Enterprising Techie Took The Bumpy Road To Replacing Vintage Hardware

Who, Me? Heavens to Betsy, dear reader, are you back again? It feels like only a week since we last met in the corner of The Register we call Who, Me? to share the schadenfreude of a fellow Regizen's misfortune.

Let’s get on with it again, shall we? This week meet a fellow reader we'll Regomize as "Loudon" who, back in the early 1990s, landed a job as a field engineer for a major aerospace corporation.

Now, you might expect that an aerospace corporation would want to be at the pointy end of technological innovation – and you'd be right. But that extended only to what the biz made, not the tools it used. The computer equipment Loudon had to work with was all very old – some of it from the 1970s – and he was getting pretty tired of it.

In particular he had grown weary of maintaining a bunch of DEC RM03s – huge free-standing cabinets with five disk platters inside, weighing 195kg (430 pounds) but contributing storage capacity of only 67MB. Loudon campaigned to have them replaced.

He finally had some success, as one department agreed to replace their old failing VAX with a spanking new MicroVAX 3100 Model 10. The MicroVAX 3100 Model 10, you no doubt recall, had a SCSI port for external storage – so the old RM03 attached to the VAX could also go, and be replaced with modern (for the time) storage.

It would be faster, it would be more capacious, it would be easier to maintain – everyone was happy.

Loudon's plan was to take the old RM03 cabinets and strip them down for parts to keep the rest of the fleet running until he could persuade other departments that SCSI was the future they needed, now. He didn't imagine that would take long once the one MicroVAX started operating.

Unfortunately, other departments had different ideas about what should become of the surplus disks. One department, which had three RM03s already, expressed a desire to add another five to its system. They saw the prospect of a mind-blowing 536MB of storage at their disposal, while Loudon saw a room full of antiques he would have to spend his days tweaking just to keep them alive.

So when it came time to decommission the old disk cabinets, "we decided to move the RM03s to our site office by pushing them over the (very bumpy) road and path to our office," Loudon recalls. Furthermore, "we were not gentle, and each RM03 had a rough journey."

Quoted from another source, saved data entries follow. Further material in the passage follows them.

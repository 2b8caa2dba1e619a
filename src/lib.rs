//! # rgbablit
//!
//! Raw RGBA8 pixel buffers and the four things you do to them in a hurry:
//! fill, blit, alpha-blend and resize.
//!
//! Every operation has a scalar reference implementation plus x86-64 AVX2
//! and ARM NEON kernels. All three produce byte-identical output, and the
//! fastest one the running CPU supports is picked at runtime.
//!
//! ## Byte layout
//!
//! Buffers are tightly packed RGBA8: 4 bytes per pixel in R, G, B, A order,
//! row-major, no row padding. A `width × height` image is exactly
//! `width * height * 4` bytes.
//!
//! ## Core operations (always available)
//!
//! Free functions in the crate root work on raw `&[u8]` / `&mut [u8]` slices
//! and validate only slice lengths. Clipped operations accept signed
//! placement offsets; whatever falls outside the destination is skipped.
//!
//! [`PixelBuffer`] owns a 32-byte aligned allocation and exposes the same
//! operations as methods that cannot fail.
//!
//! ## Backends
//!
//! The plain functions dispatch automatically. The `*_with` forms take an
//! explicit [`Backend`] and refuse one the CPU cannot run.
//!
//! ## Feature flags
//!
//! - **`rgb`** — typed views over [`rgb::Rgba<u8>`] pixels.
//! - **`imgref`** — conversions between [`PixelBuffer`] and [`imgref`]
//!   images. Implies `rgb`.

#![no_std]
#![forbid(unsafe_code)]

#[cfg(any(feature = "std", test))]
extern crate std;

extern crate alloc;

mod backend;
mod buffer;
mod composite;
mod geometry;
mod raster;

pub use backend::Backend;
pub use buffer::PixelBuffer;
pub use composite::{CompositeMode, composite, composite_with};
pub use geometry::{Clip, clip};
pub use raster::*;

#[cfg(feature = "rgb")]
pub mod typed;

#[cfg(feature = "imgref")]
pub mod img;

use core::fmt;

/// Bytes per RGBA8 pixel.
pub const BYTES_PER_PIXEL: usize = 4;

/// Everything that can go wrong at the call boundary.
#[derive(Clone, Copy, Debug, PartialEq, Eq)]
pub enum PixelError {
    /// `width * height * 4` does not fit in `usize`.
    DimensionsOverflow { width: u32, height: u32 },
    /// The allocator could not reserve the buffer.
    AllocationFailed { bytes: usize },
    /// A slice is shorter than its declared dimensions require.
    BufferTooSmall { needed: usize, actual: usize },
    /// Two images that must share dimensions do not.
    DimensionMismatch {
        expected: (u32, u32),
        actual: (u32, u32),
    },
    /// The requested backend cannot run on this CPU.
    UnsupportedBackend(Backend),
}

impl fmt::Display for PixelError {
    fn fmt(&self, f: &mut fmt::Formatter<'_>) -> fmt::Result {
        match self {
            PixelError::DimensionsOverflow { width, height } => {
                write!(f, "{width}x{height} RGBA8 image overflows the address space")
            }
            PixelError::AllocationFailed { bytes } => {
                write!(f, "failed to allocate {bytes} bytes for pixel buffer")
            }
            PixelError::BufferTooSmall { needed, actual } => {
                write!(f, "buffer holds {actual} bytes but {needed} are required")
            }
            PixelError::DimensionMismatch { expected, actual } => write!(
                f,
                "expected a {}x{} image, got {}x{}",
                expected.0, expected.1, actual.0, actual.1
            ),
            PixelError::UnsupportedBackend(backend) => {
                write!(f, "{backend} backend is not supported on this CPU")
            }
        }
    }
}

impl core::error::Error for PixelError {}

/// Byte length of a tightly packed `width × height` RGBA8 image.
#[inline]
pub fn image_len(width: u32, height: u32) -> Result<usize, PixelError> {
    (width as usize)
        .checked_mul(height as usize)
        .and_then(|px| px.checked_mul(BYTES_PER_PIXEL))
        .ok_or(PixelError::DimensionsOverflow { width, height })
}
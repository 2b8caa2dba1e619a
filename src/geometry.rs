// ---------------------------------------------------------------------------
// Placement clipping — projects a source rectangle onto a destination.
// ---------------------------------------------------------------------------

/// The region a clipped operation actually touches.
///
/// All coordinates are in pixels. `dst_x`/`dst_y` locate the region in the
/// destination, `src_x`/`src_y` locate the same region in the source.
/// `width` and `height` are never zero.
#[derive(Clone, Copy, Debug, PartialEq, Eq)]
pub struct Clip {
    pub dst_x: usize,
    pub dst_y: usize,
    pub src_x: usize,
    pub src_y: usize,
    pub width: usize,
    pub height: usize,
}

impl Clip {
    /// Byte offset of the first pixel of clipped row `row` in the destination.
    #[inline]
    pub(crate) fn dst_offset(&self, dst_width: usize, row: usize) -> usize {
        ((self.dst_y + row) * dst_width + self.dst_x) * 4
    }

    /// Byte offset of the first pixel of clipped row `row` in the source.
    #[inline]
    pub(crate) fn src_offset(&self, src_width: usize, row: usize) -> usize {
        ((self.src_y + row) * src_width + self.src_x) * 4
    }

    /// Bytes per clipped row.
    #[inline]
    pub(crate) fn row_bytes(&self) -> usize {
        self.width * 4
    }
}

/// Intersect a `src_width × src_height` rectangle placed at
/// `(start_x, start_y)` with `[0, dst_width) × [0, dst_height)`.
///
/// Returns `None` when the intersection is empty, which callers treat as a
/// no-op. The arithmetic is done in `i64`, so extreme offsets such as
/// `i32::MIN` or `i32::MAX` with `u32::MAX` extents cannot overflow.
pub fn clip(
    dst_width: u32,
    dst_height: u32,
    src_width: u32,
    src_height: u32,
    start_x: i32,
    start_y: i32,
) -> Option<Clip> {
    let (dst_x, src_x, width) = clip_axis(dst_width, src_width, start_x)?;
    let (dst_y, src_y, height) = clip_axis(dst_height, src_height, start_y)?;
    Some(Clip {
        dst_x,
        dst_y,
        src_x,
        src_y,
        width,
        height,
    })
}

#[inline]
fn clip_axis(dst_len: u32, src_len: u32, start: i32) -> Option<(usize, usize, usize)> {
    let start = i64::from(start);
    let lo = start.max(0);
    let hi = (start + i64::from(src_len)).min(i64::from(dst_len));
    if lo >= hi {
        return None;
    }
    // lo, hi and lo - start all lie within [0, u32::MAX].
    Some((lo as usize, (lo - start) as usize, (hi - lo) as usize))
}
//! Injectable time source
//!
//! Transaction validation rejects dates more than 24 hours in the future,
//! which makes "now" part of the store's observable behavior. The store
//! reads time through this trait so tests can pin it.

use chrono::{DateTime, Utc};

/// Source of the current time
pub trait Clock: Send + Sync {
    /// The current instant
    fn now(&self) -> DateTime<Utc>;
}

/// Wall-clock time via [`Utc::now`]
#[derive(Debug, Clone, Copy, Default)]
pub struct SystemClock;

impl Clock for SystemClock {
    fn now(&self) -> DateTime<Utc> {
        Utc::now()
    }
}

/// A clock frozen at a fixed instant, for deterministic tests
#[derive(Debug, Clone, Copy)]
pub struct FixedClock(pub DateTime<Utc>);

impl Clock for FixedClock {
    fn now(&self) -> DateTime<Utc> {
        self.0
    }
}
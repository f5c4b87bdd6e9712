//! Budget operations
//!
//! At most one budget may exist per `(category, period, year-month)` key;
//! both create and update enforce it, update excluding the record itself.

use chrono::DateTime;

use super::{BudgetFilters, Store};
use crate::error::{TallybookError, TallybookResult};
use crate::models::{Budget, BudgetId};

impl Store {
    /// List budgets matching the filters, in insertion order
    pub fn budgets(&self, filters: &BudgetFilters) -> TallybookResult<Vec<Budget>> {
        let state = self.state_read()?;

        Ok(state
            .budgets
            .iter()
            .filter(|b| filters.matches(b))
            .cloned()
            .collect())
    }

    /// Get a budget by id
    pub fn budget(&self, id: BudgetId) -> TallybookResult<Budget> {
        let state = self.state_read()?;
        state
            .budgets
            .iter()
            .find(|b| b.id == id)
            .cloned()
            .ok_or_else(|| TallybookError::budget_not_found(id.to_string()))
    }

    /// Create a budget; assigns the id, defaults `created_at`, persists
    pub fn create_budget(&self, mut budget: Budget) -> TallybookResult<Budget> {
        let mut state = self.state_write()?;

        budget
            .validate()
            .map_err(|e| TallybookError::Validation(e.to_string()))?;

        if !state.category_exists(budget.category_id) {
            return Err(TallybookError::Conflict(format!(
                "category {} does not exist",
                budget.category_id
            )));
        }

        if state
            .budgets
            .iter()
            .any(|existing| existing.period_key() == budget.period_key())
        {
            return Err(TallybookError::Conflict(format!(
                "budget already exists for category {} and this period",
                budget.category_id
            )));
        }

        budget.id = BudgetId::new(state.next_budget_id);
        state.next_budget_id += 1;

        if budget.created_at == DateTime::UNIX_EPOCH {
            budget.created_at = self.now();
        }

        state.budgets.push(budget.clone());

        if let Err(e) = self.save_state(&state) {
            state.budgets.pop();
            state.next_budget_id -= 1;
            return Err(e);
        }

        Ok(budget)
    }

    /// Update a budget in place; the record must carry an existing id
    pub fn update_budget(&self, budget: Budget) -> TallybookResult<()> {
        let mut state = self.state_write()?;

        budget
            .validate()
            .map_err(|e| TallybookError::Validation(e.to_string()))?;

        if !state.category_exists(budget.category_id) {
            return Err(TallybookError::Conflict(format!(
                "category {} does not exist",
                budget.category_id
            )));
        }

        let position = state
            .budgets
            .iter()
            .position(|b| b.id == budget.id)
            .ok_or_else(|| TallybookError::budget_not_found(budget.id.to_string()))?;

        for (i, other) in state.budgets.iter().enumerate() {
            if i != position && other.period_key() == budget.period_key() {
                return Err(TallybookError::Conflict(format!(
                    "budget already exists for category {} and this period",
                    budget.category_id
                )));
            }
        }

        let previous = std::mem::replace(&mut state.budgets[position], budget);

        if let Err(e) = self.save_state(&state) {
            state.budgets[position] = previous;
            return Err(e);
        }

        Ok(())
    }

    /// Delete a budget by id
    pub fn delete_budget(&self, id: BudgetId) -> TallybookResult<()> {
        let mut state = self.state_write()?;

        let position = state
            .budgets
            .iter()
            .position(|b| b.id == id)
            .ok_or_else(|| TallybookError::budget_not_found(id.to_string()))?;

        let removed = state.budgets.remove(position);

        if let Err(e) = self.save_state(&state) {
            state.budgets.insert(position, removed);
            return Err(e);
        }

        Ok(())
    }
}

Indeed the journey was sufficiently rough that, when the department that wanted the disks asked how much it would cost to get them moved and set up, Loudon could honestly say it was not economical to repair them. "We had done some work on one drive and costed up the parts and labor to get it back into full working order," he wrote, and "the costs were far higher than doing what their colleagues had done."

So it was that another MicroVAX found itself a new home.

Loudon admits that similar tactics were employed in the following years to get rid of a lot of the vintage gear – but some departments were just that determined to hang onto their old systems. Even after he left that employer, he would still get phone calls years later from "some fresh-faced field engineer who was presented with a 40-plus year old antique" who needed advice on how to troubleshoot.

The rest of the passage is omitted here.